Once a day, until Dec. 25, we'll be highlighting a specific small, good thing that happened in popular culture this year. And we do mean small: a moment or image from a film or TV show, a panel from a comic, a brief exchange from a podcast, or a passage from a book.
Look, we're not going to talk about what happened. You all know what happened.
We are here not to mourn, but to celebrate.
... Actually, celebrate may be too strong a word for a show of such mild, comforting, diversionary pleasures. A show so unutterably, soothingly, winsomely British that one at least theoretically witty wag once called it "a crumpet wrapped in a cardigan stuffed into a Wellington boot." (Reader, it was me.)
So let's go with appreciate.
Let's appreciate, in particular, Season 3, Episode 1, "Cake," which provides as good a primer on classic GBBO as you're likely to find. It's got every element of the elusive alchemical formula that produces Great British Baking Show gold(en sponge).
- 12 genial, earnest, well-meaning contestants, none of whom are pharmaceutical sales reps, actor/personal trainers, flair bartenders, or fitness models, and all of whom, in the show's crucial reality-tv jui-jitsu, seem like they may actually be there to make friends.
- Perfectly named judge Mary Berry, Bringer of Light and Knowledge.
- Hilariously named judge Paul Hollywood, Whose Eyes Are Steel Under Cold Midwinter Starlight, Wielder of the Guarded Expression of Palpable Doubtfulness, Once and Future Wearer of the Eternal Chambray.
- Hosts Mel and Sue, who are there to be charming and helpful (except on those occasions when they are very, very not), and to sprinkle slightly off-color puns over the proceedings like so many ribald coconut flakes. (Example: if a Madeira cake experiences a "good bake," its top will feature a prominent fissure. Cue the hosts' invitation to the contestants to "show us your lovely cracks!")

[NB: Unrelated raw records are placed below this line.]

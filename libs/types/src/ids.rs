//! Opaque identifier types for engine entities
//!
//! Order ids are client-supplied strings; the engine treats them as opaque
//! and only requires global uniqueness. Trade ids use UUID v7 for
//! time-sortable ordering of the execution log.

use serde::{Deserialize, Serialize};
use std::fmt;
use uuid::Uuid;

/// Unique identifier for an order
///
/// Supplied by the client with the order. The engine enforces uniqueness
/// across every order it has ever seen; format validation (non-empty,
/// character set) is the command source's responsibility.
#[derive(Debug, Clone, PartialEq, Eq, Hash, Serialize, Deserialize)]
#[serde(transparent)]
pub struct OrderId(String);

impl OrderId {
    /// Create a new OrderId from a string
    pub fn new(id: impl Into<String>) -> Self {
        Self(id.into())
    }

    /// Get the id string
    pub fn as_str(&self) -> &str {
        &self.0
    }
}

impl fmt::Display for OrderId {
    fn fmt(&self, f: &mut fmt::Formatter<'_>) -> fmt::Result {
        write!(f, "{}", self.0)
    }
}

impl From<&str> for OrderId {
    fn from(s: &str) -> Self {
        Self::new(s)
    }
}

/// Unique identifier for a trade
///
/// Uses UUID v7 so the execution log is time-sortable.
#[derive(Debug, Clone, Copy, PartialEq, Eq, Hash, Serialize, Deserialize)]
#[serde(transparent)]
pub struct TradeId(Uuid);

impl TradeId {
    pub fn new() -> Self {
        Self(Uuid::now_v7())
    }

    pub fn from_uuid(uuid: Uuid) -> Self {
        Self(uuid)
    }

    pub fn as_uuid(&self) -> &Uuid {
        &self.0
    }
}

impl Default for TradeId {
    fn default() -> Self {
        Self::new()
    }
}

impl fmt::Display for TradeId {
    fn fmt(&self, f: &mut fmt::Formatter<'_>) -> fmt::Result {
        write!(f, "{}", self.0)
    }
}

/// Instrument identifier
///
/// Each engine instance is bound to exactly one symbol. The string is
/// opaque to the engine.
#[derive(Debug, Clone, PartialEq, Eq, Hash, Serialize, Deserialize)]
#[serde(transparent)]
pub struct Symbol(String);

impl Symbol {
    /// Create a new Symbol from a string
    pub fn new(symbol: impl Into<String>) -> Self {
        Self(symbol.into())
    }

    /// Get the symbol string
    pub fn as_str(&self) -> &str {
        &self.0
    }
}

impl fmt::Display for Symbol {
    fn fmt(&self, f: &mut fmt::Formatter<'_>) -> fmt::Result {
        write!(f, "{}", self.0)
    }
}

impl From<&str> for Symbol {
    fn from(s: &str) -> Self {
        Self::new(s)
    }
}
//! Trade execution types
//!
//! A `Trade` is the immutable record of one execution between a resting
//! maker and an incoming taker. The trade log is append-only; entries are
//! never mutated or removed.

use crate::ids::{Symbol, TradeId};
use crate::numeric::{Price, Units};
use crate::order::{Order, Side};
use rust_decimal::Decimal;
use serde::{Deserialize, Serialize};

/// An immutable execution record
///
/// `bid_order` and `ask_order` are the two intents involved, wired by side.
/// `price` is always the resting (maker) side's posted price. `sequence` is
/// assigned monotonically by the match executor.
#[derive(Debug, Clone, PartialEq, Serialize, Deserialize)]
pub struct Trade {
    pub trade_id: TradeId,
    pub sequence: u64,
    pub bid_order: Order,
    pub ask_order: Order,
    pub price: Price,
    pub units: Units,
}

impl Trade {
    /// Create a new trade record
    ///
    /// # Panics
    /// Panics if the orders are not wired bid/ask, or if `units` is zero.
    /// The matcher never constructs either.
    pub fn new(sequence: u64, bid_order: Order, ask_order: Order, price: Price, units: Units) -> Self {
        assert_eq!(bid_order.side, Side::Bid, "bid_order must be the buy side");
        assert_eq!(ask_order.side, Side::Ask, "ask_order must be the sell side");
        assert!(!units.is_zero(), "trade units must be positive");

        Self {
            trade_id: TradeId::new(),
            sequence,
            bid_order,
            ask_order,
            price,
            units,
        }
    }

    /// The instrument this trade executed on
    pub fn symbol(&self) -> &Symbol {
        &self.bid_order.symbol
    }

    /// Trade value (price × units)
    pub fn notional(&self) -> Decimal {
        self.price.as_decimal() * Decimal::from(self.units.get())
    }
}
//! Exact numeric types for prices and quantities
//!
//! Prices use rust_decimal for exact fixed-point arithmetic (no binary
//! floating point anywhere near money). Quantities are whole units.
//!
//! Neither type enforces positivity at construction: an order carrying a
//! zero price or zero units must be representable so the validator can
//! reject it with a reply instead of a panic.

use rust_decimal::Decimal;
use serde::{Deserialize, Serialize};
use std::fmt;
use std::str::FromStr;

/// Price with exact fixed-point decimal representation
///
/// All comparisons are exact; there is no epsilon tolerance. Serialized as
/// a string to prevent JSON number precision loss.
#[derive(Debug, Clone, Copy, PartialEq, Eq, PartialOrd, Ord, Hash)]
pub struct Price(Decimal);

impl Price {
    /// Create a new Price from a Decimal
    pub fn new(value: Decimal) -> Self {
        Self(value)
    }

    /// Create from an integer
    pub fn from_u64(value: u64) -> Self {
        Self(Decimal::from(value))
    }

    /// Get the inner decimal value
    pub fn as_decimal(&self) -> Decimal {
        self.0
    }

    /// Whether the price is strictly greater than zero
    pub fn is_positive(&self) -> bool {
        self.0 > Decimal::ZERO
    }
}

impl FromStr for Price {
    type Err = rust_decimal::Error;

    fn from_str(s: &str) -> Result<Self, Self::Err> {
        Ok(Self(Decimal::from_str(s)?))
    }
}

// Serialized as a string to preserve precision
impl Serialize for Price {
    fn serialize<S>(&self, serializer: S) -> Result<S::Ok, S::Error>
    where
        S: serde::Serializer,
    {
        serializer.serialize_str(&self.0.to_string())
    }
}

impl<'de> Deserialize<'de> for Price {
    fn deserialize<D>(deserializer: D) -> Result<Self, D::Error>
    where
        D: serde::Deserializer<'de>,
    {
        let s = String::deserialize(deserializer)?;
        let decimal = Decimal::from_str(&s).map_err(serde::de::Error::custom)?;
        Ok(Self(decimal))
    }
}

impl fmt::Display for Price {
    fn fmt(&self, f: &mut fmt::Formatter<'_>) -> fmt::Result {
        write!(f, "{}", self.0)
    }
}

/// Whole-unit order quantity
///
/// Resting quantities decrease monotonically as fills execute; a residual
/// reaching zero is removed from the book.
#[derive(Debug, Clone, Copy, PartialEq, Eq, PartialOrd, Ord, Hash, Serialize, Deserialize)]
#[serde(transparent)]
pub struct Units(u64);

impl Units {
    /// Create a new Units value
    pub fn new(value: u64) -> Self {
        Self(value)
    }

    /// Get the inner integer value
    pub fn get(&self) -> u64 {
        self.0
    }

    /// Whether the quantity is zero
    pub fn is_zero(&self) -> bool {
        self.0 == 0
    }

    /// Subtract a fill from this quantity
    ///
    /// # Panics
    /// Panics if `fill` exceeds the current quantity; a fill is always
    /// capped at `min` of the two residuals before this is called.
    pub fn minus(self, fill: Units) -> Units {
        assert!(
            fill.0 <= self.0,
            "fill of {} units exceeds remaining {}",
            fill.0,
            self.0
        );
        Units(self.0 - fill.0)
    }
}

impl From<u64> for Units {
    fn from(value: u64) -> Self {
        Self(value)
    }
}

impl fmt::Display for Units {
    fn fmt(&self, f: &mut fmt::Formatter<'_>) -> fmt::Result {
        write!(f, "{}", self.0)
    }
}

But the true service Mel and Sue provide, of course, is to constantly remind the viewer of the show's stakes.
Or rather: its utter lack of same.
The show knows this about itself. Revels in it, in fact, which is where its singular tone comes from. Episodes teem with moments like the one in which we learn that one contestant will be throwing figs into his Madeira cake batter, to the concern of judge/tranq-darted polar bear Paul.
Which leads to that wondrous segue, in voiceover:
Alvin ... is not the only baker ... daaaaaring to add fruit.

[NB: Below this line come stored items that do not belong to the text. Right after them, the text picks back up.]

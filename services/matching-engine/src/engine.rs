//! Matching engine core
//!
//! Single owner of the book, trade log, id history, and lifecycle flag.
//! Processes one order at a time: admit, publish, then fill against the
//! counter-side snapshot. All methods are synchronous; sequencing is the
//! front door's job.

use std::collections::HashSet;

use tokio::sync::broadcast;
use tracing::debug;
use types::errors::EngineError;
use types::ids::{OrderId, Symbol};
use types::order::{Order, Side};
use types::trade::Trade;

use crate::book::{Book, ResidualOrder, TopOfBook};
use crate::events::{EventPublisher, MarketEvent, DEFAULT_EVENT_CAPACITY};
use crate::lifecycle::EngineState;
use crate::matching::MatchExecutor;
use crate::validator;

/// Matching engine for a single instrument
pub struct Engine {
    symbol: Symbol,
    book: Book,
    /// Append-only execution log
    trades: Vec<Trade>,
    /// Every order id ever admitted, including fully filled ones
    seen_ids: HashSet<OrderId>,
    executor: MatchExecutor,
    state: EngineState,
    publisher: EventPublisher,
}

impl Engine {
    /// Create a new engine bound to one symbol
    pub fn new(symbol: Symbol) -> Self {
        Self::with_event_capacity(symbol, DEFAULT_EVENT_CAPACITY)
    }

    /// Create a new engine with an explicit event channel capacity
    pub fn with_event_capacity(symbol: Symbol, event_capacity: usize) -> Self {
        Self {
            symbol,
            book: Book::new(),
            trades: Vec::new(),
            seen_ids: HashSet::new(),
            executor: MatchExecutor::new(0),
            state: EngineState::default(),
            publisher: EventPublisher::new(event_capacity),
        }
    }

    /// The instrument this engine is bound to
    pub fn symbol(&self) -> &Symbol {
        &self.symbol
    }

    /// Subscribe to the broadcast event stream
    pub fn subscribe(&self) -> broadcast::Receiver<MarketEvent> {
        self.publisher.subscribe()
    }

    /// Clone of the event sender, for a front door to hand out
    pub fn event_sender(&self) -> broadcast::Sender<MarketEvent> {
        self.publisher.sender()
    }

    /// Submit an order for admission and matching
    ///
    /// On success the order has been admitted, matched as far as the
    /// counter-side allows, and all events for it have been emitted. On
    /// error nothing changed and nothing was emitted.
    pub fn submit(&mut self, order: Order) -> Result<(), EngineError> {
        if self.state.is_halted() {
            debug!(order_id = %order.order_id, "order rejected: engine halted");
            return Err(EngineError::Halted);
        }

        if let Err(err) = validator::validate(&order, &self.seen_ids) {
            debug!(order_id = %order.order_id, %err, "order rejected");
            return Err(err.into());
        }
        self.seen_ids.insert(order.order_id.clone());

        let before = self.book.top();
        let residual = ResidualOrder::new(order.clone());
        match order.side {
            Side::Bid => self.book.bids.insert(residual),
            Side::Ask => self.book.asks.insert(residual),
        }
        debug!(
            order_id = %order.order_id,
            side = ?order.side,
            price = %order.price,
            units = %order.units,
            "order admitted"
        );
        self.publisher.order_placed(&order);
        self.publisher
            .price_changed_if_moved(&self.symbol, before, self.book.top());

        match order.side {
            Side::Bid => self.fill_against_asks(&order),
            Side::Ask => self.fill_against_bids(&order),
        }

        self.book.assert_uncrossed();
        Ok(())
    }

    /// Fill an incoming bid against resting asks
    ///
    /// The candidate snapshot is taken once, in insertion order, before any
    /// fills. Each fill settles the trade before residuals are mutated.
    fn fill_against_asks(&mut self, taker: &Order) {
        let candidates = self.book.asks.crossing_ids(taker.price);
        let mut remaining = taker.units;

        for ask_id in candidates {
            if remaining.is_zero() {
                break;
            }

            let before = self.book.top();
            let Some(resting) = self.book.asks.get(&ask_id) else {
                continue;
            };
            let maker_order = resting.order().clone();
            let units = remaining.min(resting.remaining_units());
            let price = maker_order.price;

            let trade = self.executor.execute(taker.clone(), maker_order, price, units);
            self.publisher.trade_settled(&trade);
            debug!(
                sequence = trade.sequence,
                price = %trade.price,
                units = %trade.units,
                "trade settled"
            );
            self.trades.push(trade);

            self.book.asks.fill(&ask_id, units);
            remaining = self.book.bids.fill(&taker.order_id, units);
            self.publisher
                .price_changed_if_moved(&self.symbol, before, self.book.top());
        }
    }

    /// Fill an incoming ask against resting bids
    fn fill_against_bids(&mut self, taker: &Order) {
        let candidates = self.book.bids.crossing_ids(taker.price);
        let mut remaining = taker.units;

        for bid_id in candidates {
            if remaining.is_zero() {
                break;
            }

            let before = self.book.top();
            let Some(resting) = self.book.bids.get(&bid_id) else {
                continue;
            };
            let maker_order = resting.order().clone();
            let units = remaining.min(resting.remaining_units());
            let price = maker_order.price;

            let trade = self.executor.execute(maker_order, taker.clone(), price, units);
            self.publisher.trade_settled(&trade);
            debug!(
                sequence = trade.sequence,
                price = %trade.price,
                units = %trade.units,
                "trade settled"
            );
            self.trades.push(trade);

            self.book.bids.fill(&bid_id, units);
            remaining = self.book.asks.fill(&taker.order_id, units);
            self.publisher
                .price_changed_if_moved(&self.symbol, before, self.book.top());
        }
    }

    /// Current derived best prices
    pub fn top(&self) -> TopOfBook {
        self.book.top()
    }

    /// The append-only trade log
    pub fn trades(&self) -> &[Trade] {
        &self.trades
    }

    /// All orders that participated in fills, flattened in trade order
    pub fn executed_orders(&self) -> Vec<Order> {
        self.trades
            .iter()
            .flat_map(|t| [t.bid_order.clone(), t.ask_order.clone()])
            .collect()
    }

    /// Stop accepting orders
    pub fn halt(&mut self) {
        self.state.halt();
    }

    /// Resume accepting orders
    pub fn start(&mut self) {
        self.state.start();
    }

    /// Whether place commands are currently accepted
    pub fn is_running(&self) -> bool {
        self.state.is_running()
    }

    /// The book, for inspection
    pub fn book(&self) -> &Book {
        &self.book
    }
}

#[cfg(test)]
mod tests {
    use super::*;
    use types::errors::OrderError;
    use types::numeric::{Price, Units};

    fn engine() -> Engine {
        Engine::new(Symbol::new("ACME"))
    }

    fn bid(id: &str, units: u64, price: &str) -> Order {
        Order::new(id, "ACME", Side::Bid, price.parse().unwrap(), Units::new(units))
    }

    fn ask(id: &str, units: u64, price: &str) -> Order {
        Order::new(id, "ACME", Side::Ask, price.parse().unwrap(), Units::new(units))
    }

    fn drain(rx: &mut broadcast::Receiver<MarketEvent>) -> Vec<MarketEvent> {
        let mut events = Vec::new();
        while let Ok(event) = rx.try_recv() {
            events.push(event);
        }
        events
    }

    #[test]
    fn test_resting_order_forms_best_bid() {
        let mut engine = engine();
        let mut rx = engine.subscribe();

        engine.submit(bid("b-1", 1, "10")).unwrap();

        let top = engine.top();
        assert_eq!(top.bid, Some(Price::from_u64(10)));
        assert_eq!(top.ask, None);

        let events = drain(&mut rx);
        assert_eq!(events.len(), 2);
        assert!(matches!(events[0], MarketEvent::OrderPlaced { .. }));
        match &events[1] {
            MarketEvent::PriceChanged { bid, ask, .. } => {
                assert_eq!(*bid, Some(Price::from_u64(10)));
                assert_eq!(*ask, None);
            }
            other => panic!("expected PriceChanged, got {other:?}"),
        }
    }

    #[test]
    fn test_simple_match_empties_book() {
        let mut engine = engine();

        engine.submit(bid("b-1", 50, "100")).unwrap();
        engine.submit(ask("a-2", 50, "100")).unwrap();

        assert_eq!(engine.trades().len(), 1);
        let trade = &engine.trades()[0];
        assert_eq!(trade.bid_order.order_id.as_str(), "b-1");
        assert_eq!(trade.ask_order.order_id.as_str(), "a-2");
        assert_eq!(trade.price, Price::from_u64(100));
        assert_eq!(trade.units, Units::new(50));

        assert!(engine.book().bids.is_empty());
        assert!(engine.book().asks.is_empty());
        assert_eq!(engine.top(), TopOfBook { bid: None, ask: None });
    }

    #[test]
    fn test_two_asks_fill_one_bid_at_maker_price() {
        let mut engine = engine();

        engine.submit(bid("b-1", 50, "100")).unwrap();
        engine.submit(ask("a-2", 10, "100")).unwrap();
        engine.submit(ask("a-3", 10, "99")).unwrap();

        let trades = engine.trades();
        assert_eq!(trades.len(), 2);
        // Maker is the resting bid both times, so both execute at 100
        assert_eq!(trades[0].price, Price::from_u64(100));
        assert_eq!(trades[1].price, Price::from_u64(100));
        assert_eq!(trades[0].units, Units::new(10));
        assert_eq!(trades[1].units, Units::new(10));

        let residual = engine.book().bids.get(&OrderId::new("b-1")).unwrap();
        assert_eq!(residual.remaining_units(), Units::new(30));
    }

    #[test]
    fn test_maker_price_rule_across_rests() {
        let mut engine = engine();

        engine.submit(bid("b-1", 76, "10")).unwrap();
        engine.submit(ask("a-2", 45, "9")).unwrap();
        let trades = engine.trades();
        assert_eq!(trades.len(), 1);
        assert_eq!(trades[0].units, Units::new(45));
        assert_eq!(trades[0].price, Price::from_u64(10));

        engine.submit(ask("a-3", 80, "9.5")).unwrap();
        let trades = engine.trades();
        assert_eq!(trades.len(), 2);
        assert_eq!(trades[1].units, Units::new(31));
        assert_eq!(trades[1].price, Price::from_u64(10));

        engine.submit(bid("b-4", 100, "10.5")).unwrap();
        let trades = engine.trades();
        assert_eq!(trades.len(), 3);
        assert_eq!(trades[2].units, Units::new(49));
        assert_eq!(trades[2].price, "9.5".parse().unwrap());
    }

    #[test]
    fn test_event_total_order_for_matching_order() {
        let mut engine = engine();
        engine.submit(bid("b-1", 50, "100")).unwrap();

        let mut rx = engine.subscribe();
        engine.submit(ask("a-2", 10, "100")).unwrap();

        let events = drain(&mut rx);
        assert!(matches!(events[0], MarketEvent::OrderPlaced { .. }));
        // Admission moved the best ask onto the book
        assert!(matches!(events[1], MarketEvent::PriceChanged { .. }));
        assert!(matches!(events[2], MarketEvent::TradeSettled { .. }));
        // The fill removed the ask again
        match &events[3] {
            MarketEvent::PriceChanged { bid, ask, .. } => {
                assert_eq!(*bid, Some(Price::from_u64(100)));
                assert_eq!(*ask, None);
            }
            other => panic!("expected PriceChanged, got {other:?}"),
        }
        assert_eq!(events.len(), 4);
    }

    #[test]
    fn test_invalid_order_no_state_change_no_events() {
        let mut engine = engine();
        let mut rx = engine.subscribe();

        let result = engine.submit(bid("b-1", 0, "10"));
        assert_eq!(result, Err(EngineError::Order(OrderError::InvalidUnits)));

        assert!(engine.book().bids.is_empty());
        assert!(drain(&mut rx).is_empty());

        // The id was never admitted, so it is still free
        engine.submit(bid("b-1", 5, "10")).unwrap();
    }

    #[test]
    fn test_duplicate_id_rejected_after_full_fill() {
        let mut engine = engine();

        engine.submit(bid("b-1", 50, "100")).unwrap();
        engine.submit(ask("a-2", 50, "100")).unwrap();
        assert!(engine.book().bids.is_empty());

        let result = engine.submit(bid("b-1", 10, "100"));
        assert_eq!(
            result,
            Err(EngineError::Order(OrderError::DuplicateOrderId(OrderId::new("b-1"))))
        );
    }

    #[test]
    fn test_halted_rejects_orders_and_serves_queries() {
        let mut engine = engine();
        engine.submit(bid("b-1", 50, "100")).unwrap();

        engine.halt();
        let mut rx = engine.subscribe();

        let result = engine.submit(ask("a-2", 50, "100"));
        assert_eq!(result, Err(EngineError::Halted));
        assert!(drain(&mut rx).is_empty());
        assert_eq!(engine.top().bid, Some(Price::from_u64(100)));
        assert!(engine.trades().is_empty());

        engine.start();
        engine.submit(ask("a-2", 50, "100")).unwrap();
        assert_eq!(engine.trades().len(), 1);
    }

    #[test]
    fn test_units_conserved() {
        let mut engine = engine();

        let submitted: u64 = 76 + 45 + 80 + 100;
        engine.submit(bid("b-1", 76, "10")).unwrap();
        engine.submit(ask("a-2", 45, "9")).unwrap();
        engine.submit(ask("a-3", 80, "9.5")).unwrap();
        engine.submit(bid("b-4", 100, "10.5")).unwrap();

        let traded: u64 = engine.trades().iter().map(|t| t.units.get()).sum();
        // Each trade consumes units from both sides once
        assert_eq!(2 * traded, submitted - engine.book().resting_units());
    }

    #[test]
    fn test_exact_size_match_leaves_no_residual() {
        let mut engine = engine();

        engine.submit(ask("a-1", 25, "100")).unwrap();
        engine.submit(bid("b-2", 25, "100")).unwrap();

        assert_eq!(engine.trades().len(), 1);
        assert!(engine.book().bids.is_empty());
        assert!(engine.book().asks.is_empty());
    }

    #[test]
    fn test_candidates_consumed_in_insertion_order() {
        let mut engine = engine();

        engine.submit(ask("a-1", 10, "101")).unwrap();
        engine.submit(ask("a-2", 10, "100")).unwrap();

        // Crosses both asks; the earlier-inserted a-1 fills first even
        // though a-2 has the better price
        engine.submit(bid("b-3", 15, "101")).unwrap();

        let trades = engine.trades();
        assert_eq!(trades.len(), 2);
        assert_eq!(trades[0].ask_order.order_id.as_str(), "a-1");
        assert_eq!(trades[0].units, Units::new(10));
        assert_eq!(trades[0].price, Price::from_u64(101));
        assert_eq!(trades[1].ask_order.order_id.as_str(), "a-2");
        assert_eq!(trades[1].units, Units::new(5));
        assert_eq!(trades[1].price, Price::from_u64(100));
    }

    #[test]
    fn test_executed_orders_flattened_in_trade_order() {
        let mut engine = engine();

        engine.submit(bid("b-1", 50, "100")).unwrap();
        engine.submit(ask("a-2", 10, "100")).unwrap();
        engine.submit(ask("a-3", 10, "99")).unwrap();

        let orders = engine.executed_orders();
        assert_eq!(orders.len(), 4);
        assert_eq!(orders[0].order_id.as_str(), "b-1");
        assert_eq!(orders[1].order_id.as_str(), "a-2");
        assert_eq!(orders[2].order_id.as_str(), "b-1");
        assert_eq!(orders[3].order_id.as_str(), "a-3");
    }
}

The ironic vocal spin — the English, if you will — placed on the word "daring" is the space this show has carved out for itself. It drips with a weighty gravitas that manages to feel light as a feather, because the very rhythm of that sentence — the way it jams the action word "daring" up against the hilariously prosaic "to add fruit" at the end — neatly and completely dismantles its tension.

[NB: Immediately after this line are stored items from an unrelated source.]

/// Reader task: decode client frames until the connection ends
async fn read_frames<Src: FrameSource>(
    mut source: Src,
    gate: Arc<CancellationGate>,
    inputs: mpsc::Sender<SessionInput>,
    max_message_size: usize,
) {
    loop {
        let input = match source.next_frame().await {
            Ok(None) => SessionInput::Closed,
            Err(e) => SessionInput::Failed(e),
            Ok(Some(InboundFrame::Binary(_))) => {
                SessionInput::Fatal("Binary frames are not supported".to_string())
            }
            Ok(Some(InboundFrame::Text(text))) => {
                if let ValidationResult::Invalid(reason) =
                    validate_frame_size(&text, max_message_size)
                {
                    SessionInput::Fatal(reason)
                } else {
                    match decode_inbound(&text) {
                        Ok(ControlMessage::Cancel) => {
                            if gate.signal() {
                                tracing::debug!("Cancel accepted");
                            } else {
                                tracing::debug!("Cancel ignored, no request in flight");
                            }
                            continue;
                        }
                        Ok(ControlMessage::Request(envelope)) => {
                            gate.arm_if_idle();
                            SessionInput::Envelope(envelope)
                        }
                        Err(e) => SessionInput::Rejected(e),
                    }
                }
            }
        };

        if matches!(input, SessionInput::Envelope(_) | SessionInput::Rejected(_)) {
            match inputs.try_send(input) {
                Ok(()) => continue,
                Err(mpsc::error::TrySendError::Closed(_)) => return,
                Err(mpsc::error::TrySendError::Full(_)) => {
                    let _ = inputs.send(SessionInput::Fatal(too_many_pending())).await;
                    return;
                }
            }
        }

        // Closed, Failed or Fatal: nothing is read after these
        let _ = inputs.send(input).await;
        return;
    }
}

fn too_many_pending() -> String {
    format!("Too many pending requests (max: {MAX_PENDING_INPUTS})")
}

async fn send_unit<Snk: FrameSink>(sink: &mut Snk, unit: OutputUnit) -> Result<(), TransportError> {
    let text = serde_json::to_string(&OutboundMessage::from(unit))
        .map_err(|e| TransportError::SendFailed(e.to_string()))?;
    sink.send_frame(text).await
}

/// Best-effort final error message, then close
async fn send_fatal<Snk: FrameSink>(sink: &mut Snk, reason: &str) {
    tracing::warn!(reason, "Closing connection");
    let message = FatalMessage {
        error: reason.to_string(),
    };
    if let Ok(text) = serde_json::to_string(&message) {
        let _ = sink.send_frame(text).await;
    }
    let _ = sink.close().await;
}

It's a syntactical well the show goes back to often, happily. Later in that same episode, for example, the contestants make frosting. Cue the voiceover:
"If the sugar ... doesn't dissolve completely," we are informed, with a whispered urgency generally reserved for movie scenes featuring ticking time bombs, red wires, and blue wires, "the frosting ... will be grainy."